Filme do Dia: Fragmentos de um Filme-Esmola (1972), João César Monteiro
Fragmentos de um Filme-Esmola: A Sagrada Família (Portugal, 1972). Direção e Rot. Original: João César Monteiro. Fotografia: Acácio de Almeida. Com: Manuela de Freitas, João Perry, Dalila Rocha, Catarina Coelho, Fernando Soares, Maria Clementino Monteiro, João Gabriel.
Família que foge completamente aos padrões sociais
estabelecidos (Rocha e Soares), procura criar a filha radicalmente livre das
convenções sociais estupidificantes que reinam na sociedade de seu tempo, num
ritmo alucinantemente profundo e até mesmo auto-destrutivo.

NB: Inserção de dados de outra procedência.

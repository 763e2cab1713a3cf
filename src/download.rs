/*! Monthly dump downloading.

Dumps are listed on an index page per kind (`<base>/comments/`, `<base>/submissions/`).
The index is scraped for links containing a `YYYY-MM` date, so that changes in file extensions
across the archive history don't matter.
!*/
use std::collections::HashMap;
use std::path::{Path, PathBuf};
use std::str::FromStr;
use std::time::Duration;

use futures::StreamExt;
use lazy_static::lazy_static;
use log::{debug, info, warn};
use regex::Regex;
use tokio::io::AsyncWriteExt;
use url::Url;

use crate::error::Error;
use crate::month::MonthRange;

pub const BASE_URL: &str = "https://files.pushshift.io/reddit/";

#[derive(Debug, Clone, Copy, PartialEq, Eq, Hash)]
pub enum DumpKind {
    Comments,
    Submissions,
}

impl DumpKind {
    /// Index location, relative to the base url.
    pub fn path(&self) -> &'static str {
        match self {
            DumpKind::Comments => "comments/",
            DumpKind::Submissions => "submissions/",
        }
    }
}

impl FromStr for DumpKind {
    type Err = Error;

    fn from_str(s: &str) -> Result<Self, Self::Err> {
        match s {
            "comments" => Ok(DumpKind::Comments),
            "submissions" => Ok(DumpKind::Submissions),
            other => Err(Error::Custom(format!("unknown dump kind: {other}"))),
        }
    }
}

lazy_static! {
    static ref HREF: Regex = Regex::new(r#"href="([^"]+)""#).expect("invalid href regex");
    static ref DATE: Regex = Regex::new(r"(20[0-9]{2})-([0-9]{2})").expect("invalid date regex");
}

/// First `20YY-MM` date found in `s`.
fn find_date(s: &str) -> Option<(i32, u32)> {
    let captures = DATE.captures(s)?;
    let year = captures[1].parse().ok()?;
    let month = captures[2].parse().ok()?;
    (1..=12).contains(&month).then_some((year, month))
}

/// Maps each dated link of an index page to its absolute url.
///
/// Links are resolved against `index`. When two links share a date, the last one wins.
pub fn parse_index(index: &Url, html: &str) -> HashMap<(i32, u32), Url> {
    let mut dumps = HashMap::new();

    for captures in HREF.captures_iter(html) {
        let href = &captures[1];
        let date = match find_date(href) {
            Some(date) => date,
            None => continue,
        };
        match index.join(href) {
            Ok(url) => {
                dumps.insert(date, url);
            }
            Err(e) => debug!("skipping link {:?}: {}", href, e),
        }
    }

    dumps
}

/// Downloads dumps with retries.
pub struct Downloader {
    client: reqwest::Client,
    base: Url,
    retries: usize,
    retry_delay: Duration,
}

impl Downloader {
    /// `retries` is the total number of attempts per file (at least one).
    pub fn new(base: &str, retries: usize) -> Result<Self, Error> {
        let base = if base.ends_with('/') {
            Url::parse(base)?
        } else {
            Url::parse(&format!("{base}/"))?
        };
        Ok(Self {
            client: reqwest::Client::new(),
            base,
            retries: retries.max(1),
            retry_delay: Duration::from_secs(10),
        })
    }

    /// Set the pause between two attempts (default 10s).
    pub fn retry_delay(mut self, retry_delay: Duration) -> Self {
        self.retry_delay = retry_delay;
        self
    }

    pub fn index_url(&self, kind: DumpKind) -> Result<Url, Error> {
        Ok(self.base.join(kind.path())?)
    }

    /// Fetch and parse the index page of `kind`.
    pub async fn index(&self, kind: DumpKind) -> Result<HashMap<(i32, u32), Url>, Error> {
        let url = self.index_url(kind)?;
        debug!("fetching index {}", url);
        let html = self
            .client
            .get(url.clone())
            .send()
            .await?
            .error_for_status()?
            .text()
            .await?;
        let dumps = parse_index(&url, &html);
        info!("{}: {} dumps listed", url, dumps.len());
        Ok(dumps)
    }

    async fn fetch_once(&self, url: &Url, dst: &Path) -> Result<(), Error> {
        let mut stream = self
            .client
            .get(url.clone())
            .send()
            .await?
            .error_for_status()?
            .bytes_stream();

        let mut file = tokio::fs::File::create(dst).await?;
        while let Some(chunk) = stream.next().await {
            file.write_all(&chunk?).await?;
        }
        file.flush().await?;
        Ok(())
    }

    /// Download `url` into `dst`.
    ///
    /// A failed attempt removes what was written before retrying.
    pub async fn fetch(&self, url: &Url, dst: &Path) -> Result<PathBuf, Error> {
        for attempt in 1..=self.retries {
            info!("downloading {} (attempt {}/{})", url, attempt, self.retries);
            match self.fetch_once(url, dst).await {
                Ok(()) => {
                    info!("downloaded {} to {:?}", url, dst);
                    return Ok(dst.to_path_buf());
                }
                Err(e) => {
                    warn!("attempt {} for {} failed: {}", attempt, url, e);
                    if tokio::fs::remove_file(dst).await.is_ok() {
                        debug!("removed partial file {:?}", dst);
                    }
                    if attempt < self.retries {
                        tokio::time::sleep(self.retry_delay).await;
                    }
                }
            }
        }

        Err(Error::Download {
            url: url.to_string(),
            attempts: self.retries,
        })
    }

    /// Download every dump of `kinds` in `months` into `dst`, running at most `n_tasks` downloads at once.
    ///
    /// Failing to get an index is an error, failing to get a dump is reported in the returned vector
    /// (in completion order).
    pub async fn download(
        &self,
        kinds: &[DumpKind],
        months: MonthRange,
        dst: &Path,
        n_tasks: usize,
    ) -> Result<Vec<Result<PathBuf, Error>>, Error> {
        tokio::fs::create_dir_all(dst).await?;

        let mut jobs = Vec::new();
        for kind in kinds {
            let index = self.index(*kind).await?;
            for date in months {
                match index.get(&date) {
                    Some(url) => jobs.push(Ok(url.clone())),
                    None => {
                        warn!("no {:?} dump for {}-{:02}", kind, date.0, date.1);
                        jobs.push(Err(Error::MissingDump(date)));
                    }
                }
            }
        }

        let results: Vec<Result<PathBuf, Error>> = futures::stream::iter(jobs)
            .map(|job| async move {
                let url = job?;
                let file_name = url
                    .path_segments()
                    .and_then(|segments| segments.last())
                    .filter(|name| !name.is_empty())
                    .ok_or_else(|| Error::Custom(format!("no file name in {url}")))?
                    .to_string();
                self.fetch(&url, &dst.join(file_name)).await
            })
            .buffer_unordered(n_tasks.max(1))
            .collect()
            .await;

        Ok(results)
    }
}

#[cfg(test)]
mod tests {
    use super::*;

    const INDEX: &str = r#"<html><body>
<a href="../">parent</a>
<tr class="file"><td><a href="./RC_2022-04.zst">RC_2022-04.zst</a></td></tr>
<tr class="file"><td><a href="./RC_2022-05.zst">RC_2022-05.zst</a></td></tr>
<tr class="file"><td><a href="RC_2011-12.bz2">RC_2011-12.bz2</a></td></tr>
<tr class="file"><td><a href="./sha256sums.txt">sha256sums.txt</a></td></tr>
<tr class="file"><td><a href="./RC_1999-01.zst">RC_1999-01.zst</a></td></tr>
</body></html>"#;

    #[test]
    fn dates() {
        assert_eq!(find_date("./RC_2022-05.zst"), Some((2022, 5)));
        assert_eq!(find_date("RS_v2_2008-01.xz"), Some((2008, 1)));
        assert_eq!(find_date("RC_2022-13.zst"), None);
        assert_eq!(find_date("RC_1999-01.zst"), None);
        assert_eq!(find_date("2022"), None);
    }

    #[test]
    fn index() {
        let base = Url::parse("https://files.example.org/reddit/comments/").unwrap();
        let dumps = parse_index(&base, INDEX);

        assert_eq!(dumps.len(), 3);
        assert_eq!(
            dumps[&(2022, 5)].as_str(),
            "https://files.example.org/reddit/comments/RC_2022-05.zst"
        );
        assert_eq!(
            dumps[&(2011, 12)].as_str(),
            "https://files.example.org/reddit/comments/RC_2011-12.bz2"
        );
    }

    #[test]
    fn kinds() {
        assert_eq!("comments".parse::<DumpKind>().unwrap(), DumpKind::Comments);
        assert_eq!(
            "submissions".parse::<DumpKind>().unwrap(),
            DumpKind::Submissions
        );
        assert!("both".parse::<DumpKind>().is_err());
    }

    #[test]
    fn index_urls() {
        let d = Downloader::new("https://files.example.org/reddit", 0).unwrap();
        assert_eq!(
            d.index_url(DumpKind::Submissions).unwrap().as_str(),
            "https://files.example.org/reddit/submissions/"
        );
        assert_eq!(d.retries, 1);
        assert!(Downloader::new("not a url", 3).is_err());
    }

    #[tokio::test]
    async fn failed_fetch_cleans_up() {
        let dir = tempfile::tempdir().unwrap();
        let dst = dir.path().join("RC_2022-05.zst");
        let d = Downloader::new("http://127.0.0.1:9/", 2)
            .unwrap()
            .retry_delay(Duration::from_millis(1));

        let url = Url::parse("http://127.0.0.1:9/comments/RC_2022-05.zst").unwrap();
        match d.fetch(&url, &dst).await {
            Err(Error::Download { attempts, .. }) => assert_eq!(attempts, 2),
            other => panic!("expected a download error, got {other:?}"),
        }
        assert!(!dst.exists());
    }
}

Utilizando-se basicamente de longos planos-sequências e
muita criatividade, o cineasta contrapõe sequências com diálogos dos mais
ludicamente cotidianos (como os que o pai
e filha efetuam ao início do filme) alternados com momentos nos quais os
atores recitam textos de Ésquilo, Joyce, Ponce e Breton, criando um universo
que muito deve a Godard – embora nesse não exista a radical separação como
aqui. O resultado final é um panorama de pessoas que possuem como horizonte uma
tentativa desesperada de fuga histérico-histriônica da castradora realidade
social na qual se encontram inseridos – lembrando que o filme, quando de sua
produção (ele acabou tendo três versões, sendo a última delas de 1977), foi
realizado ainda sob a ditadura salazarista. E,
embora bem mais estilizado e dramático, possui pontos de contato com o
cinema marginal brasileiro contemporâneo. O momento que o filme explicita de
modo bastante didático e humorístico a impotência criativa dessa geração diante
do estabelishment é o plano-seqüência
que apresenta a figura do pai anárquico com máscara de porco grunhindo e
completamente alheio à visita dos pais de sua esposa, o supra-sumo da mais convencional
classe média. Com um ritmo e ordenação de planos peculiar, o filme se interessa
menos por uma narrativa convencional que pela aproximação de uma forma
pseudo-ensaística (evocativa dos primeiros filmes de Makavejev) que procura
reproduzir em imagens os limites da experiência do casal, não procurando dimensioná-los dentro das convenções dramáticas tradicionais, através dos
diálogos e posturas naturalistas. CPC. 75 minutos.